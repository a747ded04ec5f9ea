//! Offline single-zone surrogate for the field solver.
//!
//! The room is one well-mixed air volume. Every solver iteration relaxes its
//! temperature toward the steady balance between supply air and the walls.
//! Reports are written in the same flat `<name> <value>` layout the real
//! solver uses, so the session parses them unchanged.

use std::fmt::Write as _;
use std::path::{Path, PathBuf};

use cs_core::units::constants::{CP_AIR_J_KG_K, RHO_AIR_KG_M3};
use cs_core::{dynamic_pressure, kgpm3, m2, mps, volumetric_mass_flow};
use serde::{Deserialize, Serialize};
use tracing::debug;
use uom::si::mass_rate::kilogram_per_second;
use uom::si::pressure::pascal;

use crate::boundary::BoundaryKind;
use crate::console::SolverConsole;
use crate::error::{FieldError, FieldResult};

#[derive(Clone, Debug, PartialEq, Serialize, Deserialize)]
#[serde(default)]
pub struct WellMixedParams {
    /// Cell zone name reported by volume integrals.
    pub zone: String,
    pub inlet_area_m2: f64,
    /// Convective conductance `h·A` of each wall (W/K).
    pub wall_conductance_w_k: f64,
    pub initial_temperature_k: f64,
    /// Fraction of the remaining imbalance removed per iteration.
    pub relaxation: f64,
}

impl Default for WellMixedParams {
    fn default() -> Self {
        Self {
            zone: "fluid".to_string(),
            inlet_area_m2: 0.04,
            wall_conductance_w_k: 15.0,
            initial_temperature_k: 293.15,
            relaxation: 0.05,
        }
    }
}

#[derive(Clone, Debug)]
struct Face {
    name: String,
    kind: BoundaryKind,
    velocity: Option<f64>,
    temperature: Option<f64>,
    mass_flow: Option<f64>,
}

pub struct WellMixedConsole {
    params: WellMixedParams,
    working_dir: PathBuf,
    faces: Vec<Face>,
    room_temperature: Option<f64>,
    case: Option<PathBuf>,
    iterations: usize,
}

impl WellMixedConsole {
    pub fn new(params: WellMixedParams, working_dir: impl Into<PathBuf>) -> Self {
        Self {
            params,
            working_dir: working_dir.into(),
            faces: Vec::new(),
            room_temperature: None,
            case: None,
            iterations: 0,
        }
    }

    /// Current room temperature, once fields are initialized.
    pub fn room_temperature(&self) -> Option<f64> {
        self.room_temperature
    }

    pub fn iterations(&self) -> usize {
        self.iterations
    }

    fn face_mut(&mut self, name: &str, kind: BoundaryKind) -> &mut Face {
        let idx = match self.faces.iter().position(|f| f.name == name) {
            Some(idx) => idx,
            None => {
                self.faces.push(Face {
                    name: name.to_string(),
                    kind,
                    velocity: None,
                    temperature: None,
                    mass_flow: None,
                });
                self.faces.len() - 1
            }
        };
        let face = &mut self.faces[idx];
        face.kind = kind;
        face
    }

    /// Supply mass flow (kg/s): fixed outlet flow when set, else inlet velocity.
    fn supply_mass_flow(&self) -> f64 {
        let fixed: Vec<f64> = self
            .faces
            .iter()
            .filter(|f| f.kind == BoundaryKind::Outlet)
            .filter_map(|f| f.mass_flow)
            .collect();
        if !fixed.is_empty() {
            return fixed.iter().sum();
        }
        self.faces
            .iter()
            .filter(|f| f.kind == BoundaryKind::Inlet)
            .filter_map(|f| f.velocity)
            .map(|v| {
                volumetric_mass_flow(kgpm3(RHO_AIR_KG_M3), mps(v), m2(self.params.inlet_area_m2))
                    .get::<kilogram_per_second>()
            })
            .sum()
    }

    fn supply_temperature(&self) -> Option<f64> {
        self.faces
            .iter()
            .filter(|f| f.kind == BoundaryKind::Inlet)
            .find_map(|f| f.temperature)
    }

    fn inlet_velocity(&self) -> f64 {
        let area = self.params.inlet_area_m2;
        if area <= 0.0 {
            return 0.0;
        }
        self.supply_mass_flow() / (RHO_AIR_KG_M3 * area)
    }

    fn relax(&mut self, iterations: usize) {
        let Some(mut t_room) = self.room_temperature else {
            return;
        };
        let m_cp = self.supply_mass_flow() * CP_AIR_J_KG_K;
        let mut num = 0.0;
        let mut den = 0.0;
        if let Some(t_in) = self.supply_temperature() {
            num += m_cp * t_in;
            den += m_cp;
        }
        let ha = self.params.wall_conductance_w_k;
        for wall in self.faces.iter().filter(|f| f.kind == BoundaryKind::Wall) {
            if let Some(tw) = wall.temperature {
                num += ha * tw;
                den += ha;
            }
        }
        if den > 0.0 {
            let target = num / den;
            for _ in 0..iterations {
                t_room += self.params.relaxation * (target - t_room);
            }
        }
        self.room_temperature = Some(t_room);
        self.iterations += iterations;
    }

    /// Heat flow into the room through a face (W).
    fn heat_flow(&self, face: &Face, t_room: f64) -> f64 {
        match face.kind {
            BoundaryKind::Inlet => face
                .temperature
                .map_or(0.0, |t_in| self.supply_mass_flow() * CP_AIR_J_KG_K * (t_in - t_room)),
            BoundaryKind::Outlet => 0.0,
            BoundaryKind::Wall => face
                .temperature
                .map_or(0.0, |tw| self.params.wall_conductance_w_k * (tw - t_room)),
        }
    }

    fn write_report(&self, file: &str, body: &str) -> FieldResult<()> {
        let path = self.working_dir.join(file);
        std::fs::write(&path, body).map_err(FieldError::io(&path))
    }

    fn room(&self, command: &str) -> FieldResult<f64> {
        self.room_temperature.ok_or_else(|| reject(command, "solution not initialized"))
    }

    fn report(&mut self, command: &str, tokens: &[&str]) -> FieldResult<String> {
        let file = tokens.last().copied().unwrap_or_default();
        let mut body = String::new();
        match tokens.first().copied().unwrap_or_default() {
            "/report/volume-integrals/mass-avg" => {
                let t_room = self.room(command)?;
                let _ = writeln!(body, "                    Mass-Weighted Average");
                let _ = writeln!(body, "                  Static Temperature                (k)");
                let _ = writeln!(body, "-------------------------------- --------------------");
                if tokens.get(1).copied() == Some(self.params.zone.as_str()) {
                    let _ = writeln!(body, "{:>32} {:>20.6}", self.params.zone, t_room);
                }
            }
            "/report/fluxes/mass-flow" => {
                self.room(command)?;
                let pattern = tokens.get(2).copied().unwrap_or_default();
                let prefix = pattern.trim_end_matches('*');
                let wildcard = pattern.ends_with('*');
                let outlets: Vec<&Face> = self
                    .faces
                    .iter()
                    .filter(|f| f.kind == BoundaryKind::Outlet)
                    .filter(|f| if wildcard { f.name.starts_with(prefix) } else { f.name == prefix })
                    .collect();
                let total = -self.supply_mass_flow();
                let _ = writeln!(body, "                         Mass Flow Rate                (kg/s)");
                let _ = writeln!(body, "-------------------------------- --------------------");
                let share = if outlets.is_empty() { 0.0 } else { total / outlets.len() as f64 };
                for face in &outlets {
                    let _ = writeln!(body, "{:>32} {:>20.8}", face.name, share);
                }
                let _ = writeln!(body, "{:>32} {:>20.8}", "Net", share * outlets.len() as f64);
            }
            "/report/surface-integrals/area-weighted-avg" => {
                self.room(command)?;
                let surface = tokens.get(1).copied().unwrap_or_default();
                let known = self.faces.iter().any(|f| f.name == surface);
                let q = dynamic_pressure(kgpm3(RHO_AIR_KG_M3), mps(self.inlet_velocity()))
                    .get::<pascal>();
                // drawing air through a free vent leaves the room below ambient
                let p = if self.faces.iter().any(|f| f.kind == BoundaryKind::Outlet && f.mass_flow.is_some()) {
                    -q
                } else {
                    q
                };
                let _ = writeln!(body, "                    Area-Weighted Average");
                let _ = writeln!(body, "                    Static Pressure                (pascal)");
                let _ = writeln!(body, "-------------------------------- --------------------");
                if known {
                    let _ = writeln!(body, "{:>32} {:>20.6}", surface, p);
                }
            }
            "/report/fluxes/heat-transfer" => {
                let t_room = self.room(command)?;
                let _ = writeln!(body, "                  Total Heat Transfer Rate                  (w)");
                let _ = writeln!(body, "-------------------------------- --------------------");
                let mut net = 0.0;
                for face in &self.faces {
                    let q = self.heat_flow(face, t_room);
                    net += q;
                    let _ = writeln!(body, "{:>32} {:>20.6}", face.name, q);
                }
                let _ = writeln!(body, "                ---------------- --------------------");
                let _ = writeln!(body, "{:>32} {:>20.6}", "Net", net);
            }
            _ => return Err(reject(command, "unrecognized report")),
        }
        self.write_report(file, &body)?;
        Ok(String::new())
    }

    fn define_boundary(&mut self, command: &str, tokens: &[&str]) -> FieldResult<String> {
        let name = tokens
            .get(1)
            .copied()
            .ok_or_else(|| reject(command, "missing boundary name"))?;
        let number = |idx: usize| -> FieldResult<f64> {
            tokens
                .get(idx)
                .and_then(|t| t.parse::<f64>().ok())
                .ok_or_else(|| reject(command, "malformed boundary arguments"))
        };
        match tokens[0] {
            "/define/boundary/velocity-inlet" => {
                let (v, t) = (number(7)?, number(11)?);
                let face = self.face_mut(name, BoundaryKind::Inlet);
                face.velocity = Some(v);
                face.temperature = Some(t);
            }
            "/define/boundary/inlet-vent" => {
                let t = number(8)?;
                let face = self.face_mut(name, BoundaryKind::Inlet);
                face.velocity = None;
                face.temperature = Some(t);
            }
            "/define/boundary/mass-flow-outlet" => {
                let m = number(5)?;
                self.face_mut(name, BoundaryKind::Outlet).mass_flow = Some(m);
            }
            "/define/boundary/zone-type" => {
                self.face_mut(name, BoundaryKind::Outlet).mass_flow = None;
            }
            "/define/boundary/wall" => {
                let t = number(9)?;
                self.face_mut(name, BoundaryKind::Wall).temperature = Some(t);
            }
            _ => return Err(reject(command, "unrecognized boundary type")),
        }
        Ok(String::new())
    }
}

fn reject(command: &str, message: &str) -> FieldError {
    FieldError::Rejected {
        command: command.to_string(),
        reply: format!("Error: {message}"),
    }
}

impl SolverConsole for WellMixedConsole {
    fn execute(&mut self, command: &str) -> FieldResult<String> {
        debug!(command, "surrogate command");
        let tokens: Vec<&str> = command.split_whitespace().collect();
        let Some(&head) = tokens.first() else {
            return Ok(String::new());
        };
        match head {
            "/file/read-case" => {
                let path = PathBuf::from(command[head.len()..].trim().trim_matches('"'));
                if !path.exists() {
                    return Err(reject(command, "case file not found"));
                }
                self.case = Some(path);
                self.faces.clear();
                self.room_temperature = None;
                Ok(String::new())
            }
            "/define/model" | "/define/operating-conditions" | "/file/confirm-overwrite" => {
                Ok(String::new())
            }
            "/mesh/check" => Ok(format!(
                "Domain extents: well-mixed zone '{}'\n Volume statistics: 1 cell\nDone.\n",
                self.params.zone
            )),
            "/solve/initialize/compute-defaults/all-zones" => {
                self.room_temperature = Some(self.params.initial_temperature_k);
                self.iterations = 0;
                Ok(String::new())
            }
            "/solve/iterate" => {
                self.room(command)?;
                let n = tokens
                    .get(1)
                    .and_then(|t| t.parse::<usize>().ok())
                    .ok_or_else(|| reject(command, "iteration count expected"))?;
                self.relax(n);
                Ok(format!("  iter  temperature\n{:>6} {:>12.6}\n", self.iterations, self.room_temperature.unwrap_or_default()))
            }
            "/file/write-case-data" => {
                let stem = tokens
                    .get(1)
                    .copied()
                    .ok_or_else(|| reject(command, "file name expected"))?;
                let mut case = String::new();
                let _ = writeln!(case, "zone {}", self.params.zone);
                if let Some(src) = &self.case {
                    let _ = writeln!(case, "source {}", src.display());
                }
                for face in &self.faces {
                    let _ = writeln!(case, "boundary {} {}", face.name, face.kind);
                }
                self.write_report(&format!("{stem}.cas"), &case)?;
                let data = format!("temperature {}\n", self.room_temperature.unwrap_or(self.params.initial_temperature_k));
                self.write_report(&format!("{stem}.dat"), &data)?;
                Ok(String::new())
            }
            h if h.starts_with("/define/boundary/") => self.define_boundary(command, &tokens),
            h if h.starts_with("/report/") => self.report(command, &tokens),
            _ => Err(reject(command, "unrecognized command")),
        }
    }

    fn working_dir(&self) -> &Path {
        &self.working_dir
    }
}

- **INSTRUCTIONS TO FOLLOW**:
The answer should be an exact copy of the lines from the first line of the data through the line with "each wall (W/K)." and should contain nothing else.

- **YOUR SOLUTION**:
repository a747ded04ec5f9ea
//! Offline single-zone surrogate for the field solver.
//!
//! The room is one well-mixed air volume. Every solver iteration relaxes its
//! temperature toward the steady balance between supply air and the walls.
//! Reports are written in the same flat `<name> <value>` layout the real
//! solver uses, so the session parses them unchanged.

use std::fmt::Write as _;
use std::path::{Path, PathBuf};

use cs_core::units::constants::{CP_AIR_J_KG_K, RHO_AIR_KG_M3};
use cs_core::{dynamic_pressure, kgpm3, m2, mps, volumetric_mass_flow};
use serde::{Deserialize, Serialize};
use tracing::debug;
use uom::si::mass_rate::kilogram_per_second;
use uom::si::pressure::pascal;

use crate::boundary::BoundaryKind;
use crate::console::SolverConsole;
use crate::error::{FieldError, FieldResult};

#[derive(Clone, Debug, PartialEq, Serialize, Deserialize)]
#[serde(default)]
pub struct WellMixedParams {
    /// Cell zone name reported by volume integrals.
    pub zone: String,
    pub inlet_area_m2: f64,
    /// Convective conductance `h·A` of each wall (W/K).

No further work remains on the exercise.